Appeals Court Denies En Banc Hearing Request in TCPA Standing Case

The Court of Appeals for the Eleventh Circuit has denied a request for an en banc hearing in the case of Salcedo v. Hanna, in which it was ruled the receipt of a single text message was not enough to violate the Telephone Consumer Protection Act.

The denial means that the only other legal avenue available to the plaintiff is to appeal the case to the Supreme Court.

A panel of three judges from the Eleventh Circuit ruled in August that the receipt of a single text message was not enough grounds for a plaintiff to have standing to file a lawsuit under Article III of the Constitution. The plaintiff had received one text message from the defendant, offering a 10% discount on legal services.

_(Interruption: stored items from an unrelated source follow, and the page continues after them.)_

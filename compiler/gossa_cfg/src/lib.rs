//! Statement-level control-flow graphs.
//!
//! [`build`] partitions a function body into basic blocks of simple
//! statements and condition expressions, links them, and marks every
//! block live or dead by forward reachability from the entry block.
//! A call the [`MayReturn`] oracle reports as no-return (`panic`,
//! `os.Exit`) ends its block the same way `return` does.
//!
//! The graph is a standalone utility (dead-code detection, `dot`
//! visualization); the SSA builder reuses [`forward_reachable`] for its
//! own block liveness.

mod block;
mod builder;
mod oracle;
mod reachability;

pub use block::{BlockKind, Cfg, CfgBlock, CfgNode};
pub use builder::build;
pub use oracle::{DefaultOracle, MayReturn};
pub use reachability::forward_reachable;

The ruling from the Appeals Court had reversed a lower court’s decision that receiving one text message was enough for a plaintiff to claim standing to file a lawsuit.

Under Spokeo v. Robins, the Supreme Court ruled that a plaintiff must suffer a “concrete injury” in order to have standing to sue. The Eleventh Circuit ruled that receiving one text message — which constitutes a statutory violation of the TCPA and has been enough for a court to confer standing — does not constitute an “intrusion into the privacy of the home” and was not the type of harm Congress intended when it enacted the TCPA.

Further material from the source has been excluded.